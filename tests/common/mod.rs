#![allow(dead_code)]

use std::{sync::Arc, time::Duration};

use async_trait::async_trait;
use leadscout::services::{
    build_http_client, DiscoveryConfig, DomainDiscoveryService, DomainIntelligence,
    MentionSearcher, OrchestratorConfig, PageFetcher, RegexHtmlExtractor, ScrapeOrchestrator,
};
use wiremock::matchers::{method, path, query_param};
use wiremock::{Mock, MockServer, ResponseTemplate};

pub const TEST_USER_AGENT: &str = "LeadScoutTest/0.1";

/// Domain intelligence source answering a fixed list.
pub struct FixedIntelligence(pub Vec<&'static str>);

#[async_trait]
impl DomainIntelligence for FixedIntelligence {
    fn name(&self) -> &str {
        "fixed"
    }

    async fn lookup_domains(&self, limit: usize) -> anyhow::Result<Vec<String>> {
        Ok(self.0.iter().take(limit).map(|d| d.to_string()).collect())
    }
}

/// Origin template sending every domain to `server`.
pub fn origin_template_for(server: &MockServer) -> String {
    format!("http://{{domain}}:{}", server.address().port())
}

/// Number of requests `server` received for `url_path`.
pub async fn requests_to(server: &MockServer, url_path: &str) -> usize {
    server
        .received_requests()
        .await
        .unwrap_or_default()
        .iter()
        .filter(|r| r.url.path() == url_path)
        .count()
}

/// Builds a results page in the markup the HTML search endpoint serves.
pub fn search_results_html(urls: &[String]) -> String {
    let results: String = urls
        .iter()
        .enumerate()
        .map(|(i, url)| {
            format!(
                r#"<div class="result">
                     <h2><a rel="nofollow" class="result__a" href="{url}">Result {i}</a></h2>
                     <a class="result__snippet" href="{url}">Snippet {i}</a>
                   </div>"#,
            )
        })
        .collect();

    format!("<html><body>{}</body></html>", results)
}

/// Mounts the search endpoint at `/html/` answering the mention query for `competitor`.
pub async fn mount_search(server: &MockServer, competitor: &str, urls: &[String]) {
    Mock::given(method("GET"))
        .and(path("/html/"))
        .and(query_param("q", format!(r#""{}" contact email"#, competitor)))
        .respond_with(
            ResponseTemplate::new(200)
                .set_body_string(search_results_html(urls))
                .insert_header("content-type", "text/html; charset=utf-8"),
        )
        .mount(server)
        .await;
}

/// Mounts an HTML page at `url_path`.
pub async fn mount_page(server: &MockServer, url_path: &str, html: &str) {
    Mock::given(method("GET"))
        .and(path(url_path))
        .respond_with(
            ResponseTemplate::new(200)
                .set_body_string(html.to_string())
                .insert_header("content-type", "text/html; charset=utf-8"),
        )
        .mount(server)
        .await;
}

/// Mounts a page that answers only after `delay`.
pub async fn mount_slow_page(server: &MockServer, url_path: &str, delay: Duration) {
    Mock::given(method("GET"))
        .and(path(url_path))
        .respond_with(
            ResponseTemplate::new(200)
                .set_body_string("<html><body>Acme</body></html>")
                .set_delay(delay),
        )
        .mount(server)
        .await;
}

pub async fn mount_status(server: &MockServer, url_path: &str, status: u16) {
    Mock::given(method("GET"))
        .and(path(url_path))
        .respond_with(ResponseTemplate::new(status))
        .mount(server)
        .await;
}

pub fn fetcher_with_timeout(timeout: Duration) -> Arc<PageFetcher> {
    let client = build_http_client(TEST_USER_AGENT, timeout).unwrap();
    Arc::new(PageFetcher::new(client, Arc::new(RegexHtmlExtractor)))
}

/// Orchestrator searching through `server`.
pub fn build_orchestrator(
    server: &MockServer,
    fetcher: Arc<PageFetcher>,
    discovery: DomainDiscoveryService,
    config: OrchestratorConfig,
) -> ScrapeOrchestrator {
    let search_client = build_http_client(TEST_USER_AGENT, Duration::from_secs(5)).unwrap();
    let searcher = Arc::new(MentionSearcher::new(
        search_client,
        format!("{}/html/", server.uri()),
    ));

    ScrapeOrchestrator::new(Arc::new(discovery), searcher, fetcher, config)
}

/// Orchestrator pointed at `server`, with discovery and the privacy crawl switched off.
pub fn test_orchestrator(server: &MockServer, page_timeout: Duration) -> ScrapeOrchestrator {
    test_orchestrator_with_delay(server, page_timeout, Duration::ZERO)
}

pub fn test_orchestrator_with_delay(
    server: &MockServer,
    page_timeout: Duration,
    page_delay: Duration,
) -> ScrapeOrchestrator {
    let fetcher = fetcher_with_timeout(page_timeout);
    let discovery =
        DomainDiscoveryService::new(fetcher.clone(), TEST_USER_AGENT, DiscoveryConfig::disabled());

    build_orchestrator(
        server,
        fetcher,
        discovery,
        OrchestratorConfig {
            page_delay,
            enable_privacy_crawl: false,
            ..Default::default()
        },
    )
}
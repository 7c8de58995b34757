mod common;

use std::{
    sync::{Arc, Mutex},
    time::{Duration, Instant},
};

use common::{
    build_orchestrator, fetcher_with_timeout, mount_page, mount_search, mount_slow_page,
    mount_status, origin_template_for, requests_to, test_orchestrator,
    test_orchestrator_with_delay, FixedIntelligence, TEST_USER_AGENT,
};
use leadscout::services::{
    DiscoveryConfig, DomainDiscoveryService, NullSink, OrchestratorConfig, ProgressEvent,
    ProgressPhase, ScrapeError, ScrapeEventSink,
};
use wiremock::MockServer;

const ACME_PARTNER_PAGE: &str = r#"
<html>
  <head><title>Mueller Bau - Home</title></head>
  <body>
    <p>Acme is a rival of ours.</p>
    <p>Ansprechpartnerin: Jane Doe <a href="mailto:jane.doe@example.org">jane.doe@example.org</a></p>
    <p>Technik: admin@example.org</p>
  </body>
</html>
"#;

#[derive(Default)]
struct RecordingSink {
    events: Mutex<Vec<ProgressEvent>>,
}

impl ScrapeEventSink for RecordingSink {
    fn publish(&self, event: ProgressEvent) {
        self.events.lock().unwrap().push(event);
    }
}

#[tokio::test]
async fn scrape_finds_lead_on_mentioning_page() {
    let server = MockServer::start().await;
    mount_search(&server, "Acme", &[format!("{}/partner", server.uri())]).await;
    mount_page(&server, "/partner", ACME_PARTNER_PAGE).await;

    let orchestrator = test_orchestrator(&server, Duration::from_secs(5));
    let sink = RecordingSink::default();

    let result = orchestrator.run("Acme", 0, &sink).await.unwrap();

    assert_eq!(result.total_searched, 1);
    assert_eq!(result.total_leads_found, 1);
    assert_eq!(result.leads.len(), 1);
    assert_eq!(result.leads[0].email, "jane.doe@example.org");
    assert_eq!(result.leads[0].domain, "127.0.0.1");
    assert_eq!(result.leads[0].source_url, format!("{}/partner", server.uri()));
    assert_eq!(result.companies.len(), 1);
    assert_eq!(result.companies[0].domain, "127.0.0.1");
    assert_eq!(result.companies[0].name, "Mueller Bau");
    assert!(result.errors.is_empty(), "{:?}", result.errors);
    // Lead extraction plus the company-name fetch for the newly seen domain.
    assert_eq!(requests_to(&server, "/partner").await, 2);

    let events = sink.events.lock().unwrap();
    assert_eq!(events.first().map(|e| e.phase), Some(ProgressPhase::Init));
    assert!(events
        .windows(2)
        .all(|pair| pair[0].phase <= pair[1].phase));
    assert!(events.iter().all(|e| (0.0..=1.0).contains(&e.progress)));
}

#[tokio::test]
async fn scrape_with_no_search_results_reports_error() {
    let server = MockServer::start().await;
    mount_search(&server, "Acme", &[]).await;

    let orchestrator = test_orchestrator(&server, Duration::from_secs(5));

    let result = orchestrator.run("Acme", 0, &NullSink).await.unwrap();

    assert_eq!(result.total_searched, 0);
    assert!(result.leads.is_empty());
    assert!(result.companies.is_empty());
    assert!(!result.errors.is_empty());
}

#[tokio::test]
async fn scrape_survives_search_failure() {
    let server = MockServer::start().await;
    mount_status(&server, "/html/", 500).await;

    let orchestrator = test_orchestrator(&server, Duration::from_secs(5));

    let result = orchestrator.run("Acme", 0, &NullSink).await.unwrap();

    assert!(result.search_results.is_empty());
    assert!(result.leads.is_empty());
    assert_eq!(result.errors.len(), 1);
    assert!(result.errors[0].contains("500"), "{}", result.errors[0]);
}

#[tokio::test]
async fn scrape_continues_after_page_timeout() {
    let server = MockServer::start().await;
    mount_search(
        &server,
        "Acme",
        &[
            format!("{}/slow", server.uri()),
            format!("{}/partner", server.uri()),
        ],
    )
    .await;
    mount_slow_page(&server, "/slow", Duration::from_secs(3)).await;
    mount_page(&server, "/partner", ACME_PARTNER_PAGE).await;

    let orchestrator = test_orchestrator(&server, Duration::from_millis(300));

    let result = orchestrator.run("Acme", 0, &NullSink).await.unwrap();

    assert_eq!(result.total_searched, 2);
    assert_eq!(result.errors.len(), 1);
    assert!(result.errors[0].contains("timed out"), "{}", result.errors[0]);
    assert_eq!(result.leads.len(), 1);
    assert_eq!(result.leads[0].email, "jane.doe@example.org");
    assert!(result.is_partial());
}

#[tokio::test]
async fn scrape_ignores_pages_without_mention() {
    let server = MockServer::start().await;
    mount_search(&server, "Acme", &[format!("{}/other", server.uri())]).await;
    mount_page(
        &server,
        "/other",
        "<html><body>Contact: jane.doe@example.org</body></html>",
    )
    .await;

    let orchestrator = test_orchestrator(&server, Duration::from_secs(5));

    let result = orchestrator.run("Acme", 0, &NullSink).await.unwrap();

    assert_eq!(result.total_searched, 1);
    assert!(result.leads.is_empty());
    assert!(result.companies.is_empty());
    assert!(result.errors.is_empty());
}

#[tokio::test]
async fn scrape_rejects_blank_competitor() {
    let server = MockServer::start().await;
    let orchestrator = test_orchestrator(&server, Duration::from_secs(5));

    let err = orchestrator.run("   ", 0, &NullSink).await.unwrap_err();

    assert!(matches!(err, ScrapeError::InvalidCompetitor(_)));
    assert!(server.received_requests().await.unwrap().is_empty());
}

#[tokio::test]
async fn duplicate_leads_across_pages_are_merged() {
    let server = MockServer::start().await;
    mount_search(
        &server,
        "Acme",
        &[
            format!("{}/partner", server.uri()),
            format!("{}/team", server.uri()),
        ],
    )
    .await;
    mount_page(&server, "/partner", ACME_PARTNER_PAGE).await;
    mount_page(&server, "/team", ACME_PARTNER_PAGE).await;

    let orchestrator = test_orchestrator(&server, Duration::from_secs(5));

    let result = orchestrator.run("Acme", 0, &NullSink).await.unwrap();

    assert_eq!(result.total_searched, 2);
    assert_eq!(result.leads.len(), 1);
    assert_eq!(result.companies.len(), 1);
    assert_eq!(requests_to(&server, "/partner").await, 2);
    assert_eq!(requests_to(&server, "/team").await, 1);
}

#[tokio::test]
async fn fixed_delay_separates_pages_but_not_after_the_last() {
    let server = MockServer::start().await;
    mount_search(
        &server,
        "Acme",
        &[format!("{}/a", server.uri()), format!("{}/b", server.uri())],
    )
    .await;
    mount_search(&server, "Globex", &[format!("{}/a", server.uri())]).await;
    mount_page(&server, "/a", "<p>nothing relevant</p>").await;
    mount_page(&server, "/b", "<p>nothing relevant</p>").await;

    let delay = Duration::from_millis(500);
    let orchestrator = test_orchestrator_with_delay(&server, Duration::from_secs(5), delay);

    let started = Instant::now();
    let result = orchestrator.run("Acme", 0, &NullSink).await.unwrap();
    let two_pages = started.elapsed();
    assert_eq!(result.total_searched, 2);
    assert!(two_pages >= delay, "{:?}", two_pages);
    assert!(two_pages < delay * 2, "{:?}", two_pages);

    let started = Instant::now();
    let result = orchestrator.run("Globex", 0, &NullSink).await.unwrap();
    let one_page = started.elapsed();
    assert_eq!(result.total_searched, 1);
    assert!(one_page < delay, "{:?}", one_page);
}

#[tokio::test]
async fn privacy_crawl_checks_discovered_domains() {
    let server = MockServer::start().await;
    mount_search(&server, "Acme", &[]).await;
    mount_status(&server, "/datenschutz", 404).await;
    mount_page(&server, "/privacy", ACME_PARTNER_PAGE).await;

    let fetcher = fetcher_with_timeout(Duration::from_secs(5));
    let discovery = DomainDiscoveryService::new(
        fetcher.clone(),
        TEST_USER_AGENT,
        DiscoveryConfig {
            enable_static_list: false,
            enable_api_discovery: true,
            ..Default::default()
        },
    )
    .with_intelligence(Arc::new(FixedIntelligence(vec!["127.0.0.1"])));
    let delay = Duration::from_millis(300);
    let orchestrator = build_orchestrator(
        &server,
        fetcher,
        discovery,
        OrchestratorConfig {
            page_delay: delay,
            origin_template: origin_template_for(&server),
            ..Default::default()
        },
    );
    let sink = RecordingSink::default();

    let started = Instant::now();
    let result = orchestrator.run("Acme", 10, &sink).await.unwrap();

    // One pause between the two privacy paths tried.
    assert!(started.elapsed() >= delay);
    assert_eq!(result.domains_checked, 1);
    assert_eq!(result.total_searched, 0);
    assert_eq!(result.leads.len(), 1);
    assert_eq!(result.leads[0].email, "jane.doe@example.org");
    assert!(result.leads[0].source_url.ends_with("/privacy"));
    assert_eq!(result.companies.len(), 1);
    assert_eq!(result.errors.len(), 1, "{:?}", result.errors);
    assert!(result.errors[0].contains("No search results"));

    assert_eq!(requests_to(&server, "/datenschutz").await, 1);
    assert_eq!(requests_to(&server, "/privacy").await, 2);
    assert_eq!(requests_to(&server, "/privacy-policy").await, 0);

    let events = sink.events.lock().unwrap();
    let phases: Vec<ProgressPhase> = events.iter().map(|e| e.phase).collect();
    assert!(phases.contains(&ProgressPhase::DomainDiscovery));
    assert!(phases.contains(&ProgressPhase::PrivacyCrawl));
    assert!(phases.windows(2).all(|pair| pair[0] <= pair[1]));
}
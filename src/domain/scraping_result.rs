use serde::Serialize;

use super::{company::CompanyRecord, lead::ExtractedLead, search_result::SearchResult};

#[derive(Debug, Clone, Default, Serialize)]
#[serde(rename_all = "camelCase")]
pub struct ScrapingResult {
    pub competitor: String,
    pub search_results: Vec<SearchResult>,
    pub leads: Vec<ExtractedLead>,
    pub companies: Vec<CompanyRecord>,
    pub total_searched: usize,
    pub domains_checked: usize,
    pub total_leads_found: usize,
    pub errors: Vec<String>,
}

impl ScrapingResult {
    pub fn new(competitor: &str) -> Self {
        ScrapingResult {
            competitor: competitor.to_string(),
            ..Default::default()
        }
    }

    pub fn is_partial(&self) -> bool {
        !self.errors.is_empty() && !self.leads.is_empty()
    }
}
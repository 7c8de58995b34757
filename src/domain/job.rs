use chrono::{DateTime, Utc};
use serde::{Deserialize, Serialize};
use uuid::Uuid;

pub const MAX_COMPETITOR_LEN: usize = 200;

#[derive(Debug, Clone, Copy, PartialEq, Eq, Serialize, Deserialize, sqlx::Type)]
#[sqlx(type_name = "job_state", rename_all = "lowercase")]
#[serde(rename_all = "lowercase")]
pub enum JobState {
    Queued,
    Running,
    Done,
    Error,
}

#[derive(Debug, Clone, Serialize, sqlx::FromRow)]
pub struct Job {
    pub id: Uuid,
    pub competitor: String,
    pub state: JobState,
    pub requested_at: DateTime<Utc>,
    pub completed_at: Option<DateTime<Utc>>,
    pub error_message: Option<String>,
}

impl Job {
    pub fn is_queued(&self) -> bool {
        self.state == JobState::Queued
    }

    pub fn competitor_matches(&self, competitor: &str) -> bool {
        self.competitor.trim().to_lowercase() == competitor.trim().to_lowercase()
    }
}

/// Trims the competitor name and rejects empty or oversized input.
pub fn parse_competitor(raw: &str) -> Result<String, String> {
    let competitor = raw.trim();

    if competitor.is_empty() {
        return Err("Competitor name must not be empty".to_string());
    }
    if competitor.chars().count() > MAX_COMPETITOR_LEN {
        return Err(format!(
            "Competitor name must be at most {} characters",
            MAX_COMPETITOR_LEN
        ));
    }
    if competitor.chars().any(|c| c.is_control()) {
        return Err("Competitor name contains control characters".to_string());
    }

    Ok(competitor.to_string())
}
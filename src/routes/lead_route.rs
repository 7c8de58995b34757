use actix_web::{get, web, HttpResponse};
use serde_json::json;
use sqlx::PgPool;

use crate::dal::lead_db;

#[get("/companies/{id}/leads")]
async fn get_company_leads(path: web::Path<i64>, pool: web::Data<PgPool>) -> HttpResponse {
    let company_id = path.into_inner();

    match lead_db::get_leads_for_company(&pool, company_id).await {
        Ok(leads) => HttpResponse::Ok().json(leads),
        Err(e) => {
            log::error!("Failed to load leads of company {}: {:?}", company_id, e);
            HttpResponse::InternalServerError().json(json!({ "error": "Internal server error" }))
        }
    }
}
==*==
**Task to complete:**
Which lines of the material above hold the string "endpoint"? Pull them out.

**Task response:**
/// Builds a results page in the markup the HTML search endpoint serves.
/// Mounts the search endpoint at `/html/` answering the mention query for `competitor`.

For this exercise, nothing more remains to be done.